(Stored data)
BEGIN

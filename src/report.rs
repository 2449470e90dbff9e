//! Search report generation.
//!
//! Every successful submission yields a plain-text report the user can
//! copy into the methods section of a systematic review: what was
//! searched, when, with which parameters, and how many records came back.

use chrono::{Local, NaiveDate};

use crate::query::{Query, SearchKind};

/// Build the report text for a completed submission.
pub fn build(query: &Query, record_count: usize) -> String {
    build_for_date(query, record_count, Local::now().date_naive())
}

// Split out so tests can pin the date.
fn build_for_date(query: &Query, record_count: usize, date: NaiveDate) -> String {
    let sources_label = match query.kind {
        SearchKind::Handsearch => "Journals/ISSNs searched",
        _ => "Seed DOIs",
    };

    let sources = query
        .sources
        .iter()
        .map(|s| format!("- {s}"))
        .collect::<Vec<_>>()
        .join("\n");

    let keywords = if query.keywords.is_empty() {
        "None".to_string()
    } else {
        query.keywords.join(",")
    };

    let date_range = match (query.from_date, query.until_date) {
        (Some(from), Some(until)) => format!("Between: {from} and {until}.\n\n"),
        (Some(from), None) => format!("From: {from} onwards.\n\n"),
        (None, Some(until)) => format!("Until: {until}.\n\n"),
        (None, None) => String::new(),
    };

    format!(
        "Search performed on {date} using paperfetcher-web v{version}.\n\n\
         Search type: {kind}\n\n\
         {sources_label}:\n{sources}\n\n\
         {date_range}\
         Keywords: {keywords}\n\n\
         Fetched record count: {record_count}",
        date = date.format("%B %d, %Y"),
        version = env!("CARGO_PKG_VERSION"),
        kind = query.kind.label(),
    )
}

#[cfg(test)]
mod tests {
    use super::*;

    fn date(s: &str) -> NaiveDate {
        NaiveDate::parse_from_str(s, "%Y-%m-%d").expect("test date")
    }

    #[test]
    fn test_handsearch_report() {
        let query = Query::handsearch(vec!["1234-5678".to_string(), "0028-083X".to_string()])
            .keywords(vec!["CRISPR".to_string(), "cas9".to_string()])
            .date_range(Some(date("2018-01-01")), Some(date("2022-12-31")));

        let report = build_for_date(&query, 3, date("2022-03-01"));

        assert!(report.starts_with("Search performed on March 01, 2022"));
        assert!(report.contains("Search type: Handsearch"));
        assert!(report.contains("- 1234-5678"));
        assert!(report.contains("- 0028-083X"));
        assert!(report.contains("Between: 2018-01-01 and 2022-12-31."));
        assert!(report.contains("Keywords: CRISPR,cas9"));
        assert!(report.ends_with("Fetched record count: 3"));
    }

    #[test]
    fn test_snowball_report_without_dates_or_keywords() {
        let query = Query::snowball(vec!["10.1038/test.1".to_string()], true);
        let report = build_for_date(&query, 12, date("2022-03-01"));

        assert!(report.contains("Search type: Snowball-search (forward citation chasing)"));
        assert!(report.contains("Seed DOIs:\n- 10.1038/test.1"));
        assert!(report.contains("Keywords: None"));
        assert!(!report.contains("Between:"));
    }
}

END

(EXERCISE DIRECTIONS) Repeat each entry above, matching every line exactly.

(TASK RESULT)
filename src/report.rs
repository 2449470e90dbff9e
//! Search report generation.
//!
//! Every successful submission yields a plain-text report the user can
//! copy into the methods section of a systematic review: what was
//! searched, when, with which parameters, and how many records came back.

use chrono::{Local, NaiveDate};

use crate::query::{Query, SearchKind};

/// Build the report text for a completed submission.
pub fn build(query: &Query, record_count: usize) -> String {
    build_for_date(query, record_count, Local::now().date_naive())
}

// Split out so tests can pin the date.
fn build_for_date(query: &Query, record_count: usize, date: NaiveDate) -> String {
    let sources_label = match query.kind {
        SearchKind::Handsearch => "Journals/ISSNs searched",
        _ => "Seed DOIs",
    };

    let sources = query
        .sources
        .iter()
        .map(|s| format!("- {s}"))
        .collect::<Vec<_>>()
        .join("\n");

    let keywords = if query.keywords.is_empty() {
        "None".to_string()
    } else {
        query.keywords.join(",")
    };

    let date_range = match (query.from_date, query.until_date) {
        (Some(from), Some(until)) => format!("Between: {from} and {until}.\n\n"),
        (Some(from), None) => format!("From: {from} onwards.\n\n"),
        (None, Some(until)) => format!("Until: {until}.\n\n"),
        (None, None) => String::new(),
    };

    format!(
        "Search performed on {date} using paperfetcher-web v{version}.\n\n\
         Search type: {kind}\n\n\
         {sources_label}:\n{sources}\n\n\
         {date_range}\
         Keywords: {keywords}\n\n\
         Fetched record count: {record_count}",
        date = date.format("%B %d, %Y"),
        version = env!("CARGO_PKG_VERSION"),
        kind = query.kind.label(),
    )
}

#[cfg(test)]
mod tests {
    use super::*;

    fn date(s: &str) -> NaiveDate {
        NaiveDate::parse_from_str(s, "%Y-%m-%d").expect("test date")
    }

    #[test]
    fn test_handsearch_report() {
        let query = Query::handsearch(vec!["1234-5678".to_string(), "0028-083X".to_string()])
            .keywords(vec!["CRISPR".to_string(), "cas9".to_string()])
            .date_range(Some(date("2018-01-01")), Some(date("2022-12-31")));

        let report = build_for_date(&query, 3, date("2022-03-01"));

        assert!(report.starts_with("Search performed on March 01, 2022"));
        assert!(report.contains("Search type: Handsearch"));
        assert!(report.contains("- 1234-5678"));
        assert!(report.contains("- 0028-083X"));
        assert!(report.contains("Between: 2018-01-01 and 2022-12-31."));
        assert!(report.contains("Keywords: CRISPR,cas9"));
        assert!(report.ends_with("Fetched record count: 3"));
    }

    #[test]
    fn test_snowball_report_without_dates_or_keywords() {
        let query = Query::snowball(vec!["10.1038/test.1".to_string()], true);
        let report = build_for_date(&query, 12, date("2022-03-01"));

        assert!(report.contains("Search type: Snowball-search (forward citation chasing)"));
        assert!(report.contains("Seed DOIs:\n- 10.1038/test.1"));
        assert!(report.contains("Keywords: None"));
        assert!(!report.contains("Between:"));
    }
}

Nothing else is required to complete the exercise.